Danielle Lauren Steers (born 20 June 1991) is an English stage actress and singer-songwriter. She is known for originating the role of Zahara in Bat Out of Hell: The Musical at the Manchester Opera House, as well as subsequently playing the role in various productions (including in the West End and Off-Broadway productions) until 2019. She is also known for portraying Catherine Parr in Six at the Arts Theatre, Lyric Theatre and Vaudeville Theatre and portraying Lady in the 2022-23 UK Tour of The Cher Show. Her debut album The Future Ain't What It Used To Be was released in 2021.

Early life 
Steers was born and raised in Barnsley, Yorkshire and attended Darton High School until she graduated in 2007. Steers then started training at SLP College in 2007 for three years until she graduated on 3 July 2010. Steers has openly spoken about her broad range of allergic reactions that have affected her since her early life, which include allergic rhinitis and allergies to dust mites, white wine and cats. She is also lactose intolerant.

Career 
Whilst training at SLP College, Steers performed in the play Snoopy at the SLP College Studio Theatre, as well as That's Entertainment at the Bradford Alhambra Theatre, Caberet at The Met Hotel in Leeds and Hey Mr. Composer at the Grand Opera House York. As a singer-songwriter, she released a single titled "Taking Back My Life" in 2019 as part of her album "The Future Ain't What It Used To Be", which was originally scheduled to be released alongside her solo concert on 2 March 2020 at the Arts Theatre, although the concert has since been postponed until further notice due to the COVID-19 pandemic. Steers was also a backing singer for Sheila Ferguson on BBC Radio 2's Wake Up to Wogan. She is currently a client of Shepherd Management.

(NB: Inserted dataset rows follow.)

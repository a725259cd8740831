//! Helpdesk ticketing service.
//!
//! Layers, bottom up:
//!
//! | Module        | Responsibility                                              |
//! |---------------|-------------------------------------------------------------|
//! | `models`      | DTOs for tickets, comments, attachments, lookups            |
//! | `dialect`     | SQL fragments that differ between database engines          |
//! | `db`          | SQLite repository (`HelpdeskDb`) and the async `DbHandle`   |
//! | `cache`       | 60 s TTL caches for priority and status lists               |
//! | `permissions` | per-category levels, close/reopen checks, row visibility    |
//! | `filters`     | per-user filter context and flash messages                  |
//! | `calendar`    | due-date buckets and relative-time formatting               |
//! | `purify`      | whitelist HTML sanitizer producing text + html              |
//! | `validation`  | create/edit form rules and the error bag                    |
//! | `lang`        | injectable translations                                     |
//! | `render`      | per-column HTML fragments for grid rows                     |
//! | `datatables`  | grid widget request parsing and response shaping            |
//! | `attachments` | on-disk file store                                          |
//! | `workflow`    | store/update/complete/reopen/change/destroy transitions     |
//! | `dashboard`   | list view counts and filters                                |
//! | `stats`       | closing performance per category                            |
//! | `events`      | domain events published after commits                       |
//! | `form`        | multipart ticket form parsing                               |
//! | `views`       | ticket page and create/edit form read models                |
//! | `api`, `ws`, `server` | HTTP surface                                        |

pub mod api;
pub mod attachments;
pub mod cache;
pub mod calendar;
pub mod dashboard;
pub mod datatables;
pub mod db;
pub mod dialect;
pub mod events;
pub mod filters;
pub mod form;
pub mod lang;
pub mod models;
pub mod permissions;
pub mod purify;
pub mod render;
pub mod server;
pub mod stats;
pub mod validation;
pub mod views;
pub mod workflow;
pub mod ws;
pub mod config;
pub mod errors;
pub mod helpdesk;
pub mod logging;
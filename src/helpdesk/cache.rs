//! Short-lived caches for the priority and status lookup lists.
//!
//! Entries expire 60 seconds after insertion. Writes to the lookup tables
//! do not invalidate them.

use std::sync::Arc;
use std::time::Duration;

use anyhow::Result;
use moka::sync::Cache;

use super::db::DbHandle;
use super::models::{Priority, Status};

pub const LOOKUP_TTL: Duration = Duration::from_secs(60);

#[derive(Clone)]
pub struct LookupCache {
    priorities: Cache<(), Arc<Vec<Priority>>>,
    statuses: Cache<(), Arc<Vec<Status>>>,
}

impl LookupCache {
    pub fn new(ttl: Duration) -> Self {
        Self {
            priorities: Cache::builder().max_capacity(1).time_to_live(ttl).build(),
            statuses: Cache::builder().max_capacity(1).time_to_live(ttl).build(),
        }
    }

    /// Priorities ordered by magnitude, highest first.
    pub async fn priorities(&self, db: &DbHandle) -> Result<Arc<Vec<Priority>>> {
        if let Some(hit) = self.priorities.get(&()) {
            return Ok(hit);
        }
        let loaded = Arc::new(db.call(|db| db.list_priorities()).await?);
        self.priorities.insert((), loaded.clone());
        Ok(loaded)
    }

    pub async fn statuses(&self, db: &DbHandle) -> Result<Arc<Vec<Status>>> {
        if let Some(hit) = self.statuses.get(&()) {
            return Ok(hit);
        }
        let loaded = Arc::new(db.call(|db| db.list_statuses()).await?);
        self.statuses.insert((), loaded.clone());
        Ok(loaded)
    }

    pub fn clear(&self) {
        self.priorities.invalidate_all();
        self.statuses.invalidate_all();
    }
}

impl Default for LookupCache {
    fn default() -> Self {
        Self::new(LOOKUP_TTL)
    }
}

#[cfg(test)]
mod tests {
    use super::*;
    use crate::helpdesk::db::HelpdeskDb;

    #[tokio::test]
    async fn test_cached_list_survives_writes_until_cleared() -> Result<()> {
        let handle = DbHandle::new(HelpdeskDb::new_in_memory()?);
        handle.call(|db| db.seed_defaults("a@example.com")).await?;
        let cache = LookupCache::default();

        let first = cache.priorities(&handle).await?;
        assert_eq!(first.len(), 3);
        assert_eq!(first[0].name, "Critical");

        handle
            .call(|db| db.create_priority("Blocker", "#000000", 9).map(|_| ()))
            .await?;
        assert_eq!(cache.priorities(&handle).await?.len(), 3);

        cache.clear();
        assert_eq!(cache.priorities(&handle).await?.len(), 4);
        Ok(())
    }

    #[tokio::test]
    async fn test_statuses_expire_after_ttl() -> Result<()> {
        let handle = DbHandle::new(HelpdeskDb::new_in_memory()?);
        handle.call(|db| db.seed_defaults("a@example.com")).await?;
        let cache = LookupCache::new(Duration::from_millis(20));
        assert_eq!(cache.statuses(&handle).await?.len(), 3);
        handle
            .call(|db| db.create_status("Waiting", "#123456").map(|_| ()))
            .await?;
        tokio::time::sleep(Duration::from_millis(60)).await;
        assert_eq!(cache.statuses(&handle).await?.len(), 4);
        Ok(())
    }
}
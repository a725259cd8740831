//! SQLite repository for the helpdesk.
//!
//! `HelpdeskDb` owns the connection; the per-entity methods live in the
//! submodules as further `impl HelpdeskDb` blocks. Async code reaches the
//! database only through `DbHandle::call`.

use std::path::Path;
use std::sync::Arc;

use anyhow::{Context, Result};
use rusqlite::Connection;

use super::dialect::SqlDialect;
use super::models::Role;
use crate::errors::HelpdeskError;

mod attachments;
mod comments;
mod counts;
mod grid;
mod lookups;
mod tags;
mod tickets;

pub use comments::NewComment;
pub use counts::UpcomingTicket;
pub use grid::{GridPage, GridQuery, GridRow, OrderBy, SortDir, TicketScope};
pub use lookups::NewUser;
pub use tickets::{TicketWrite, WriteOutcome};

/// Async-safe handle to the helpdesk database.
///
/// Wraps `HelpdeskDb` behind `Arc<Mutex>` and runs all access on tokio's
/// blocking thread pool via `spawn_blocking`, so synchronous SQLite I/O
/// never ties up async worker threads.
#[derive(Clone)]
pub struct DbHandle {
    inner: Arc<std::sync::Mutex<HelpdeskDb>>,
}

impl DbHandle {
    pub fn new(db: HelpdeskDb) -> Self {
        Self {
            inner: Arc::new(std::sync::Mutex::new(db)),
        }
    }

    /// Run a closure with access to the database on a blocking thread.
    /// All data passed into `f` must be owned (`'static`).
    pub async fn call<F, R>(&self, f: F) -> Result<R>
    where
        F: FnOnce(&HelpdeskDb) -> Result<R> + Send + 'static,
        R: Send + 'static,
    {
        let db = self.inner.clone();
        tokio::task::spawn_blocking(move || {
            let guard = db.lock().map_err(|_| HelpdeskError::LockPoisoned)?;
            f(&guard)
        })
        .await
        .context("DB task panicked")?
    }

    /// Acquire the database mutex synchronously. For startup seeding and
    /// tests only; never call from a request path.
    pub fn lock_sync(&self) -> Result<std::sync::MutexGuard<'_, HelpdeskDb>> {
        self.inner
            .lock()
            .map_err(|_| HelpdeskError::LockPoisoned.into())
    }
}

pub struct HelpdeskDb {
    conn: Connection,
    dialect: SqlDialect,
}

impl HelpdeskDb {
    /// Open (or create) a SQLite database at the given path and run migrations.
    pub fn new(path: &Path) -> Result<Self> {
        let conn = Connection::open(path).context("Failed to open SQLite database")?;
        let db = Self {
            conn,
            dialect: SqlDialect::Sqlite,
        };
        db.init()?;
        Ok(db)
    }

    /// Create an in-memory SQLite database (for testing).
    pub fn new_in_memory() -> Result<Self> {
        let conn =
            Connection::open_in_memory().context("Failed to open in-memory SQLite database")?;
        let db = Self {
            conn,
            dialect: SqlDialect::Sqlite,
        };
        db.init()?;
        Ok(db)
    }

    pub fn dialect(&self) -> SqlDialect {
        self.dialect
    }

    fn init(&self) -> Result<()> {
        self.conn
            .execute_batch("PRAGMA foreign_keys = ON;")
            .context("Failed to enable foreign keys")?;
        self.run_migrations().context("Failed to run migrations")?;
        Ok(())
    }

    fn run_migrations(&self) -> Result<()> {
        self.conn
            .execute_batch(
                "
                CREATE TABLE IF NOT EXISTS departments (
                    id INTEGER PRIMARY KEY AUTOINCREMENT,
                    department TEXT NOT NULL,
                    sub1 TEXT
                );

                CREATE TABLE IF NOT EXISTS users (
                    id INTEGER PRIMARY KEY AUTOINCREMENT,
                    name TEXT NOT NULL,
                    email TEXT NOT NULL UNIQUE,
                    role TEXT NOT NULL DEFAULT 'user',
                    department_id INTEGER REFERENCES departments(id) ON DELETE SET NULL
                );

                CREATE TABLE IF NOT EXISTS categories (
                    id INTEGER PRIMARY KEY AUTOINCREMENT,
                    name TEXT NOT NULL,
                    color TEXT NOT NULL DEFAULT '#000000'
                );

                CREATE TABLE IF NOT EXISTS category_agents (
                    category_id INTEGER NOT NULL REFERENCES categories(id) ON DELETE CASCADE,
                    user_id INTEGER NOT NULL REFERENCES users(id) ON DELETE CASCADE,
                    PRIMARY KEY (category_id, user_id)
                );

                CREATE TABLE IF NOT EXISTS statuses (
                    id INTEGER PRIMARY KEY AUTOINCREMENT,
                    name TEXT NOT NULL,
                    color TEXT NOT NULL DEFAULT '#000000'
                );

                CREATE TABLE IF NOT EXISTS priorities (
                    id INTEGER PRIMARY KEY AUTOINCREMENT,
                    name TEXT NOT NULL,
                    color TEXT NOT NULL DEFAULT '#000000',
                    magnitude INTEGER NOT NULL DEFAULT 0
                );

                CREATE TABLE IF NOT EXISTS closing_reasons (
                    id INTEGER PRIMARY KEY AUTOINCREMENT,
                    category_id INTEGER NOT NULL REFERENCES categories(id) ON DELETE CASCADE,
                    text TEXT NOT NULL,
                    status_id INTEGER NOT NULL REFERENCES statuses(id),
                    ordering INTEGER NOT NULL DEFAULT 0
                );

                CREATE TABLE IF NOT EXISTS tags (
                    id INTEGER PRIMARY KEY AUTOINCREMENT,
                    name TEXT NOT NULL,
                    bg_color TEXT NOT NULL DEFAULT '#0c5ea8',
                    text_color TEXT NOT NULL DEFAULT '#ffffff'
                );

                CREATE TABLE IF NOT EXISTS category_tags (
                    category_id INTEGER NOT NULL REFERENCES categories(id) ON DELETE CASCADE,
                    tag_id INTEGER NOT NULL REFERENCES tags(id) ON DELETE CASCADE,
                    PRIMARY KEY (category_id, tag_id)
                );

                CREATE TABLE IF NOT EXISTS tickets (
                    id INTEGER PRIMARY KEY AUTOINCREMENT,
                    subject TEXT NOT NULL,
                    content TEXT NOT NULL DEFAULT '',
                    html TEXT NOT NULL DEFAULT '',
                    intervention TEXT NOT NULL DEFAULT '',
                    intervention_html TEXT NOT NULL DEFAULT '',
                    status_id INTEGER NOT NULL REFERENCES statuses(id),
                    priority_id INTEGER NOT NULL REFERENCES priorities(id),
                    category_id INTEGER NOT NULL REFERENCES categories(id),
                    user_id INTEGER NOT NULL REFERENCES users(id),
                    creator_id INTEGER NOT NULL REFERENCES users(id),
                    agent_id INTEGER REFERENCES users(id) ON DELETE SET NULL,
                    start_date TEXT NOT NULL,
                    limit_date TEXT,
                    completed_at TEXT,
                    created_at TEXT NOT NULL,
                    updated_at TEXT NOT NULL
                );

                CREATE TABLE IF NOT EXISTS ticket_tags (
                    ticket_id INTEGER NOT NULL REFERENCES tickets(id) ON DELETE CASCADE,
                    tag_id INTEGER NOT NULL REFERENCES tags(id) ON DELETE CASCADE,
                    PRIMARY KEY (ticket_id, tag_id)
                );

                CREATE TABLE IF NOT EXISTS comments (
                    id INTEGER PRIMARY KEY AUTOINCREMENT,
                    ticket_id INTEGER NOT NULL REFERENCES tickets(id) ON DELETE CASCADE,
                    user_id INTEGER NOT NULL REFERENCES users(id),
                    type TEXT NOT NULL DEFAULT 'reply',
                    content TEXT NOT NULL DEFAULT '',
                    html TEXT NOT NULL DEFAULT '',
                    created_at TEXT NOT NULL,
                    updated_at TEXT NOT NULL
                );

                CREATE TABLE IF NOT EXISTS attachments (
                    id INTEGER PRIMARY KEY AUTOINCREMENT,
                    ticket_id INTEGER NOT NULL REFERENCES tickets(id) ON DELETE CASCADE,
                    uploaded_by_id INTEGER NOT NULL REFERENCES users(id),
                    original_filename TEXT NOT NULL,
                    new_filename TEXT NOT NULL,
                    description TEXT NOT NULL DEFAULT '',
                    file_path TEXT NOT NULL,
                    mimetype TEXT NOT NULL,
                    bytes INTEGER NOT NULL DEFAULT 0,
                    created_at TEXT NOT NULL,
                    updated_at TEXT NOT NULL
                );

                CREATE INDEX IF NOT EXISTS idx_tickets_user ON tickets(user_id);
                CREATE INDEX IF NOT EXISTS idx_tickets_agent ON tickets(agent_id);
                CREATE INDEX IF NOT EXISTS idx_tickets_category ON tickets(category_id);
                CREATE INDEX IF NOT EXISTS idx_tickets_completed ON tickets(completed_at);
                CREATE INDEX IF NOT EXISTS idx_tickets_limit ON tickets(limit_date);
                CREATE INDEX IF NOT EXISTS idx_comments_ticket ON comments(ticket_id);
                CREATE INDEX IF NOT EXISTS idx_attachments_ticket ON attachments(ticket_id);
                CREATE INDEX IF NOT EXISTS idx_ticket_tags_tag ON ticket_tags(tag_id);
                ",
            )
            .context("Failed to create tables")?;

        Ok(())
    }

    /// Seed the lookup tables a fresh install needs: three statuses (new,
    /// pending, solved), three priorities, a general category and an admin.
    /// Does nothing when statuses already exist.
    pub fn seed_defaults(&self, admin_email: &str) -> Result<bool> {
        let existing: i64 = self
            .conn
            .query_row("SELECT COUNT(*) FROM statuses", [], |row| row.get(0))
            .context("Failed to count statuses")?;
        if existing > 0 {
            return Ok(false);
        }

        let tx = self
            .conn
            .unchecked_transaction()
            .context("Failed to begin seed transaction")?;
        for (name, color) in [("New", "#e69900"), ("Pending", "#e6e600"), ("Solved", "#15a000")] {
            self.create_status(name, color)?;
        }
        for (name, color, magnitude) in [
            ("Low", "#069900", 1),
            ("Normal", "#e1d200", 2),
            ("Critical", "#e10000", 3),
        ] {
            self.create_priority(name, color, magnitude)?;
        }
        let general = self.create_category("General", "#0014f4")?;
        let admin = self.create_user(&NewUser::new("Administrator", admin_email, Role::Admin))?;
        self.add_category_agent(general.id, admin.id)?;
        tx.commit().context("Failed to commit seed data")?;
        Ok(true)
    }
}

#[cfg(test)]
pub(crate) mod fixtures {
    //! Shared setup for repository and workflow tests.

    use super::*;
    use crate::helpdesk::models::*;
    use chrono::NaiveDateTime;

    pub struct Fixture {
        pub db: HelpdeskDb,
        pub admin: User,
        pub agent: User,
        pub owner: User,
        pub other: User,
        pub category: Category,
        pub second_category: Category,
    }

    pub fn dt(s: &str) -> NaiveDateTime {
        NaiveDateTime::parse_from_str(s, "%Y-%m-%d %H:%M:%S").unwrap()
    }

    /// Statuses 1 New / 2 Pending / 3 Solved, priorities 1..3, two
    /// categories, one agent assigned to the first.
    pub fn fixture() -> Fixture {
        let db = HelpdeskDb::new_in_memory().unwrap();
        db.seed_defaults("admin@example.com").unwrap();
        let admin = db.get_user(1).unwrap().unwrap();
        let agent = db
            .create_user(&NewUser::new("Ann Agent", "ann@example.com", Role::Agent))
            .unwrap();
        let owner = db
            .create_user(&NewUser::new("Olga Owner", "olga@example.com", Role::User))
            .unwrap();
        let other = db
            .create_user(&NewUser::new("Otto Other", "otto@example.com", Role::User))
            .unwrap();
        let category = db.get_category(1).unwrap().unwrap();
        db.add_category_agent(category.id, agent.id).unwrap();
        let second_category = db.create_category("Hardware", "#333333").unwrap();
        Fixture {
            db,
            admin,
            agent,
            owner,
            other,
            category,
            second_category,
        }
    }

    pub fn draft(owner: &User, category_id: i64, subject: &str) -> TicketDraft {
        TicketDraft {
            subject: subject.to_string(),
            content: "Something is broken".to_string(),
            html: "<p>Something is broken</p>".to_string(),
            intervention: String::new(),
            intervention_html: String::new(),
            status_id: 1,
            priority_id: 1,
            category_id,
            user_id: owner.id,
            creator_id: owner.id,
            agent_id: None,
            start_date: dt("2024-05-01 08:00:00"),
            limit_date: None,
            completed_at: None,
        }
    }
}

#[cfg(test)]
mod tests {
    use super::*;

    #[test]
    fn test_create_database_and_run_migrations() -> Result<()> {
        let db = HelpdeskDb::new_in_memory()?;

        let table_count: i32 = db.conn.query_row(
            "SELECT COUNT(*) FROM sqlite_master WHERE type='table' AND name IN
             ('tickets', 'comments', 'attachments', 'tags', 'ticket_tags', 'category_tags')",
            [],
            |row| row.get(0),
        )?;
        assert_eq!(table_count, 6, "Expected 6 tables to exist");

        Ok(())
    }

    #[test]
    fn test_seed_defaults_is_idempotent() -> Result<()> {
        let db = HelpdeskDb::new_in_memory()?;
        assert!(db.seed_defaults("admin@example.com")?);
        assert!(!db.seed_defaults("admin@example.com")?);
        assert_eq!(db.list_statuses()?.len(), 3);
        assert_eq!(db.list_priorities()?.len(), 3);
        Ok(())
    }

    #[test]
    fn test_open_on_disk_twice() -> Result<()> {
        let dir = tempfile::TempDir::new()?;
        let path = dir.path().join("helpdesk.db");
        HelpdeskDb::new(&path)?.seed_defaults("admin@example.com")?;
        let reopened = HelpdeskDb::new(&path)?;
        assert_eq!(reopened.list_categories()?.len(), 1);
        Ok(())
    }

    #[tokio::test]
    async fn test_db_handle_call() -> Result<()> {
        let handle = DbHandle::new(HelpdeskDb::new_in_memory()?);
        let seeded = handle.call(|db| db.seed_defaults("a@example.com")).await?;
        assert!(seeded);
        let statuses = handle.call(|db| db.list_statuses()).await?;
        assert_eq!(statuses[0].name, "New");
        Ok(())
    }
}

Steers appeared in the originally staged West End production of Six at the Arts Theatre (before it transferred to the new production at the Lyric Theatre) alongside principal cast colleagues Jarnéia Richard-Noel, Courtney Bowman, Natalie Paris, Alexia McIntosh and Sophie Isaacs. Steers was also due to feature in a Live Drive-In UK Tour of Six presented by Utilita Energy, in association with Live Nation. The performances were due to take place in compliance with the HM Government's COVID-19 social distancing measures at various venues across the UK. However, promoters Live Nation announced the cancellation of the tour due to fears over potential localised lockdowns in response to the ongoing coronavirus pandemic.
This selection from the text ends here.